On any other occasion, I would have offered my congratulations (and not meant them) and left directly after the service, but I was actually enjoying myself enough to want to stay.
When I finally returned to my car, I found a pink pastry box sitting on the passenger seat, and I knew right away what it was…
I actually covered myself with powdered sugar trying to find the note buried under the beignets…

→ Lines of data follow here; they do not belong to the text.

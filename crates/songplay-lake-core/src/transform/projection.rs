//! Column-subset projections for the dimension tables.
//!
//! No renaming and no computation happens here. Values such as `year = 0`
//! pass through untouched.

use crate::records::{Artist, RawActivityRecord, RawCatalogRecord, Sourced, Track, User};
use crate::transform::distinct;

/// Project catalog rows onto the `songs` columns.
pub fn project_tracks(catalog: &[RawCatalogRecord]) -> Vec<Track> {
    catalog
        .iter()
        .map(|r| Track {
            song_id: r.song_id.clone(),
            title: r.title.clone(),
            artist_id: r.artist_id.clone(),
            year: r.year,
            duration: r.duration,
        })
        .collect()
}

/// Project catalog rows onto the `artists` columns.
///
/// An artist with many tracks yields many identical rows here; callers run
/// [`distinct`] over the result.
pub fn project_artists(catalog: &[RawCatalogRecord]) -> Vec<Artist> {
    catalog
        .iter()
        .map(|r| Artist {
            artist_id: r.artist_id.clone(),
            artist_name: r.artist_name.clone(),
            artist_location: r.artist_location.clone(),
            artist_latitude: r.artist_latitude,
            artist_longitude: r.artist_longitude,
        })
        .collect()
}

/// Project playback events onto the `users` columns and collapse identical
/// snapshots.
pub fn project_users(activity: &[Sourced<RawActivityRecord>]) -> Vec<User> {
    let users = activity
        .iter()
        .map(|row| {
            let r = &row.record;
            User {
                user_id: r.user_id.clone(),
                first_name: r.first_name.clone(),
                last_name: r.last_name.clone(),
                gender: r.gender.clone(),
                level: r.level.clone(),
            }
        })
        .collect();
    distinct(users)
}
use std::path::PathBuf;

use snafu::Snafu;
use songplay_lake_core::{ConfigError, PipelineError};

pub type CliResult<T> = std::result::Result<T, CliError>;

#[derive(Debug, Snafu)]
#[snafu(visibility(pub(crate)))]
pub enum CliError {
    #[snafu(display("Could not load configuration from {}: {source}", path.display()))]
    LoadConfig { path: PathBuf, source: ConfigError },

    #[snafu(display("Failed to start ETL run: {source}"))]
    StartRun {
        #[snafu(source(from(PipelineError, Box::new)))]
        source: Box<PipelineError>,
    },

    #[snafu(display("{pipeline} pipeline failed: {source}"))]
    Pipeline {
        pipeline: &'static str,
        #[snafu(source(from(PipelineError, Box::new)))]
        source: Box<PipelineError>,
    },
}
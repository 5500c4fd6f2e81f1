//! Synthetic `songplay_id` assignment.
//!
//! Ids follow the layout `(partition << 33) + offset`, where `partition` is
//! the ordinal of the input file an event was read from and `offset` counts
//! events within that file. Ids strictly increase in generation order but
//! jump between files, and they change whenever the input file set does.
//! Callers must not treat them as durable identifiers.

use snafu::ensure;

use crate::transform::{
    IdSpaceExhaustedSnafu, PartitionOutOfRangeSnafu, PartitionRegressedSnafu, TransformResult,
};

/// Bits reserved for the per-partition offset.
pub const OFFSET_BITS: u32 = 33;

/// Rows a single partition can number before its id space runs out.
pub const MAX_ROWS_PER_PARTITION: u64 = 1 << OFFSET_BITS;

/// Largest partition ordinal that still yields a non-negative `i64` id.
pub const MAX_PARTITION: u32 = (1 << (63 - OFFSET_BITS)) - 1;

/// Stateful generator of monotonically increasing ids.
///
/// Partitions must be requested in non-decreasing order; within a partition
/// offsets count up from zero.
#[derive(Debug, Default)]
pub struct SongplayIdGenerator {
    current: Option<(u32, u64)>,
}

impl SongplayIdGenerator {
    /// Create a generator that has not issued any id yet.
    pub fn new() -> Self {
        Self::default()
    }

    /// Issue the next id for a row read from `partition`.
    pub fn next_id(&mut self, partition: u32) -> TransformResult<i64> {
        ensure!(
            partition <= MAX_PARTITION,
            PartitionOutOfRangeSnafu {
                partition,
                max: MAX_PARTITION
            }
        );

        let offset = match self.current {
            Some((current, next)) if current == partition => next,
            Some((current, _)) if partition < current => {
                return PartitionRegressedSnafu { partition, current }.fail();
            }
            _ => 0,
        };

        ensure!(
            offset < MAX_ROWS_PER_PARTITION,
            IdSpaceExhaustedSnafu {
                partition,
                limit: MAX_ROWS_PER_PARTITION
            }
        );

        self.current = Some((partition, offset + 1));
        Ok((i64::from(partition) << OFFSET_BITS) | offset as i64)
    }
}
//! Run orchestration: the execution context and the two pipelines.
//!
//! A run is sequenced as:
//!
//! 1. [`EtlContext::new`] validates the configuration and resolves the input
//!    location and the run output root.
//! 2. [`run_catalog_pipeline`] writes `songs` and `artists`.
//! 3. [`run_activity_pipeline`] writes `users`, `time` and `songplays`,
//!    joining against catalog rows handed in by the caller.
//! 4. [`EtlContext::close`] logs and returns the [`RunReport`].
//!
//! [`run_all`] does 2 and 3 with a single catalog load and publishes all
//! five tables together. Every run ingests and transforms first, then stages
//! each of its tables under `_staging`, and promotes only once everything is
//! staged. An ingestion, transform or write error therefore leaves the
//! previously published tables as they were.

use chrono::NaiveDate;
use snafu::prelude::*;
use tracing::info;

use crate::config::{ConfigError, EtlConfig};
use crate::ingest::{self, IngestError, Ingested, RecordFamily};
use crate::records::{Artist, PlayEvent, RawActivityRecord, RawCatalogRecord, TimeParts, Track, User};
use crate::sink::{self, SinkError, StagedWrite, StarTable, TableWriteSummary};
use crate::storage::{StorageError, StorageLocation, layout};
use crate::transform::{
    CatalogIndex, SongplayIdGenerator, TransformError, derive_time_rows, distinct,
    filter_playback, join_play_events, project_artists, project_tracks, project_users,
};

/// Errors raised by a pipeline run.
#[derive(Debug, Snafu)]
#[snafu(visibility(pub(crate)))]
pub enum PipelineError {
    /// The configuration is unusable.
    #[snafu(display("Invalid configuration: {source}"))]
    Config {
        /// Underlying configuration error.
        source: ConfigError,
    },

    /// An input or output location could not be resolved.
    #[snafu(display("Invalid {which} location: {source}"))]
    Location {
        /// `input` or `output`.
        which: &'static str,
        /// Underlying storage error.
        source: StorageError,
    },

    /// Reading raw records failed.
    #[snafu(display("Ingestion failed: {source}"))]
    Ingest {
        /// Underlying ingestion error.
        #[snafu(source(from(IngestError, Box::new)))]
        source: Box<IngestError>,
    },

    /// A transform rejected its input.
    #[snafu(display("Transform failed: {source}"))]
    Transform {
        /// Underlying transform error.
        source: TransformError,
    },

    /// Writing a table failed.
    #[snafu(display("Output failed: {source}"))]
    Sink {
        /// Underlying sink error.
        #[snafu(source(from(SinkError, Box::new)))]
        source: Box<SinkError>,
    },
}

/// Convenience alias for pipeline results.
pub type PipelineResult<T> = Result<T, PipelineError>;

/// What was written for one table.
#[derive(Debug, Clone, PartialEq, Eq)]
pub struct TableReport {
    /// Table name.
    pub table: &'static str,
    /// Rows written.
    pub rows: usize,
    /// Partition directories written.
    pub partitions: usize,
    /// Parquet files written.
    pub files: usize,
}

/// Summary of a whole run.
#[derive(Debug, Clone, Default, PartialEq, Eq)]
pub struct RunReport {
    /// Root the tables were written under.
    pub run_root: String,
    /// Tables in the order they were written.
    pub tables: Vec<TableReport>,
    /// Catalog files read.
    pub catalog_files: usize,
    /// Activity files read.
    pub activity_files: usize,
    /// Malformed catalog lines skipped.
    pub catalog_skipped: usize,
    /// Malformed activity lines skipped.
    pub activity_skipped: usize,
    /// Songplays without a catalog match.
    pub unmatched_songplays: usize,
}

impl RunReport {
    /// Report for `table`, if it was written in this run.
    pub fn table(&self, table: &str) -> Option<&TableReport> {
        self.tables.iter().find(|t| t.table == table)
    }

    /// Total malformed lines skipped across both families.
    pub fn skipped(&self) -> usize {
        self.catalog_skipped + self.activity_skipped
    }
}

/// Explicit execution context for one run.
///
/// Built once, passed by `&mut` to each pipeline, and consumed by
/// [`EtlContext::close`].
#[derive(Debug)]
pub struct EtlContext {
    config: EtlConfig,
    run_date: NaiveDate,
    input: StorageLocation,
    run_root: StorageLocation,
    report: RunReport,
}

impl EtlContext {
    /// Validate `config` and resolve locations for a run started on `run_date`.
    pub fn new(config: EtlConfig, run_date: NaiveDate) -> PipelineResult<Self> {
        config.validate().context(ConfigSnafu)?;

        let input =
            StorageLocation::parse(&config.input.root).context(LocationSnafu { which: "input" })?;
        let output = StorageLocation::parse(&config.output.root)
            .context(LocationSnafu { which: "output" })?;
        let run_root = if config.output.date_stamped {
            output.child(layout::run_rel_dir(run_date))
        } else {
            output
        };

        info!(
            input = %input.display(),
            run_root = %run_root.display(),
            %run_date,
            "etl context created"
        );

        let report = RunReport {
            run_root: run_root.display(),
            ..Default::default()
        };

        Ok(Self {
            config,
            run_date,
            input,
            run_root,
            report,
        })
    }

    /// Configuration this context was built from.
    pub fn config(&self) -> &EtlConfig {
        &self.config
    }

    /// Date the run is stamped with.
    pub fn run_date(&self) -> NaiveDate {
        self.run_date
    }

    /// Input root.
    pub fn input(&self) -> &StorageLocation {
        &self.input
    }

    /// Root that tables are written under.
    pub fn run_root(&self) -> &StorageLocation {
        &self.run_root
    }

    /// Report accumulated so far.
    pub fn report(&self) -> &RunReport {
        &self.report
    }

    fn record_table(&mut self, table: &'static str, summary: TableWriteSummary) {
        let entry = TableReport {
            table,
            rows: summary.rows,
            partitions: summary.partitions,
            files: summary.files,
        };
        match self.report.tables.iter_mut().find(|t| t.table == table) {
            Some(existing) => *existing = entry,
            None => self.report.tables.push(entry),
        }
    }

    async fn stage<T: StarTable>(&self, rows: &[T]) -> PipelineResult<StagedWrite> {
        sink::stage_table(&self.run_root, rows)
            .await
            .context(SinkSnafu)
    }

    /// Promote every staged table, in order.
    async fn publish(&mut self, staged: Vec<StagedWrite>) -> PipelineResult<()> {
        for write in staged {
            let table = write.table();
            let summary = write.promote().await.context(SinkSnafu)?;
            self.record_table(table, summary);
        }
        Ok(())
    }

    /// Tear down the context and return the final report.
    pub fn close(self) -> RunReport {
        for t in &self.report.tables {
            info!(
                table = t.table,
                rows = t.rows,
                partitions = t.partitions,
                files = t.files,
                "table summary"
            );
        }
        info!(
            run_root = %self.report.run_root,
            tables = self.report.tables.len(),
            skipped = self.report.skipped(),
            "etl run finished"
        );
        self.report
    }
}

/// Load and deduplicate the catalog records.
pub async fn load_catalog(ctx: &mut EtlContext) -> PipelineResult<Vec<RawCatalogRecord>> {
    let loaded: Ingested<RawCatalogRecord> = ingest::load_records(
        &ctx.input,
        RecordFamily::Catalog,
        &ctx.config.input.catalog_pattern,
        ctx.config.input.malformed_records,
    )
    .await
    .context(IngestSnafu)?;

    ctx.report.catalog_files = loaded.files;
    ctx.report.catalog_skipped = loaded.skipped;

    let records = distinct(loaded.records.into_iter().map(|s| s.record).collect());
    info!(records = records.len(), "catalog records deduplicated");
    Ok(records)
}

/// Rows of the catalog dimension tables.
struct CatalogTables {
    tracks: Vec<Track>,
    artists: Vec<Artist>,
}

impl CatalogTables {
    fn derive(catalog: &[RawCatalogRecord]) -> Self {
        let tracks = distinct(project_tracks(catalog));
        let artists = distinct(project_artists(catalog));
        info!(
            tracks = tracks.len(),
            artists = artists.len(),
            "catalog dimensions projected"
        );
        Self { tracks, artists }
    }

    async fn stage(&self, ctx: &EtlContext) -> PipelineResult<Vec<StagedWrite>> {
        Ok(vec![
            ctx.stage(&self.tracks).await?,
            ctx.stage(&self.artists).await?,
        ])
    }
}

/// Rows of the activity tables.
struct ActivityTables {
    users: Vec<User>,
    times: Vec<TimeParts>,
    songplays: Vec<PlayEvent>,
}

impl ActivityTables {
    /// Load activity records and derive `users`, `time` and `songplays`.
    async fn derive(ctx: &mut EtlContext, catalog: &[RawCatalogRecord]) -> PipelineResult<Self> {
        let loaded: Ingested<RawActivityRecord> = ingest::load_records(
            &ctx.input,
            RecordFamily::Activity,
            &ctx.config.input.activity_pattern,
            ctx.config.input.malformed_records,
        )
        .await
        .context(IngestSnafu)?;

        ctx.report.activity_files = loaded.files;
        ctx.report.activity_skipped = loaded.skipped;

        let total = loaded.records.len();
        let plays = distinct(filter_playback(
            loaded.records,
            &ctx.config.input.playback_page,
        ));
        info!(
            events = total,
            playback = plays.len(),
            page = %ctx.config.input.playback_page,
            "playback events selected"
        );

        let users = project_users(&plays);
        let times = derive_time_rows(&plays).context(TransformSnafu)?;

        let index = CatalogIndex::build(catalog);
        let mut ids = SongplayIdGenerator::new();
        let songplays = join_play_events(&plays, &index, ctx.config.duration_match(), &mut ids)
            .context(TransformSnafu)?;
        let unmatched = songplays.iter().filter(|p| p.song_id.is_none()).count();
        ctx.report.unmatched_songplays = unmatched;
        info!(
            users = users.len(),
            times = times.len(),
            songplays = songplays.len(),
            unmatched,
            indexed_titles = index.len(),
            "activity tables derived"
        );

        Ok(Self {
            users,
            times,
            songplays,
        })
    }

    async fn stage(&self, ctx: &EtlContext) -> PipelineResult<Vec<StagedWrite>> {
        Ok(vec![
            ctx.stage(&self.users).await?,
            ctx.stage(&self.times).await?,
            ctx.stage(&self.songplays).await?,
        ])
    }
}

/// Catalog pipeline: load, deduplicate, project, and write `songs` and
/// `artists`.
pub async fn run_catalog_pipeline(ctx: &mut EtlContext) -> PipelineResult<()> {
    let catalog = load_catalog(ctx).await?;
    let tables = CatalogTables::derive(&catalog);
    let staged = tables.stage(ctx).await?;
    ctx.publish(staged).await
}

/// Activity pipeline: load, filter to playback events, deduplicate, and
/// write `users`, `time`, and the `songplays` join against `catalog`.
pub async fn run_activity_pipeline(
    ctx: &mut EtlContext,
    catalog: &[RawCatalogRecord],
) -> PipelineResult<()> {
    let tables = ActivityTables::derive(ctx, catalog).await?;
    let staged = tables.stage(ctx).await?;
    ctx.publish(staged).await
}

/// Run both pipelines, loading the catalog once.
///
/// All five tables are derived and staged before the first one is promoted.
pub async fn run_all(ctx: &mut EtlContext) -> PipelineResult<()> {
    let catalog = load_catalog(ctx).await?;
    let catalog_tables = CatalogTables::derive(&catalog);
    let activity_tables = ActivityTables::derive(ctx, &catalog).await?;

    let mut staged = catalog_tables.stage(ctx).await?;
    staged.extend(activity_tables.stage(ctx).await?);
    ctx.publish(staged).await
}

I remembered one. It went something like this:
The funeral was today, and it made me sick to stand around while everybody thought Bartlett was a saint. It makes sense, since they don’t know certain stuff anymore. I guess I should’ve thought about that ahead of time, huh? Gran and Jason were already doing it. It’s bad enough I’ll see his grave every time I visit my dad’s now, I couldn’t stick around to hear everyone talk about how much love he had to give. I snuck away and came home, but I couldn’t sit still and Gran did all the housework. Hence the cookies. I hope you like Dutch cocoa. Don’t be afraid to eat them because they’re red. I put dye in them on purpose so I could ‘accidentally’ stain my funeral dress. I never want to see it again.
So there you have it. Gran sent me to a therapist a few times because she thought my parents’ deaths was causing issues, but there was only so much I could say. I had a feeling, even then, that there was more to why you never got back to me, but since Gran always told me how much you liked the treats and looked forward to more, I took that as you asking for updates. Like you knew it was how I worked through anything I couldn’t talk about. It felt safe because no matter what I wrote, you didn’t give me any reason to think I was wrong or damaged. And writing it (actually, alluding to it would be more fitting) was less mortifying than having to say anything out loud. It was all just brain sewage you’re pretty lucky to have avoided.
Part of me was sure Sookie had taken the time to write the note as evidence that she wasn’t harboring a crush, but it was maddening to think of all of the possible situations that could have warranted an intervention, all of the dilemmas a child shouldn’t have been expected to solve on her own… so many fucking things could have gone wrong… and her therapist, me… I wasn’t listening.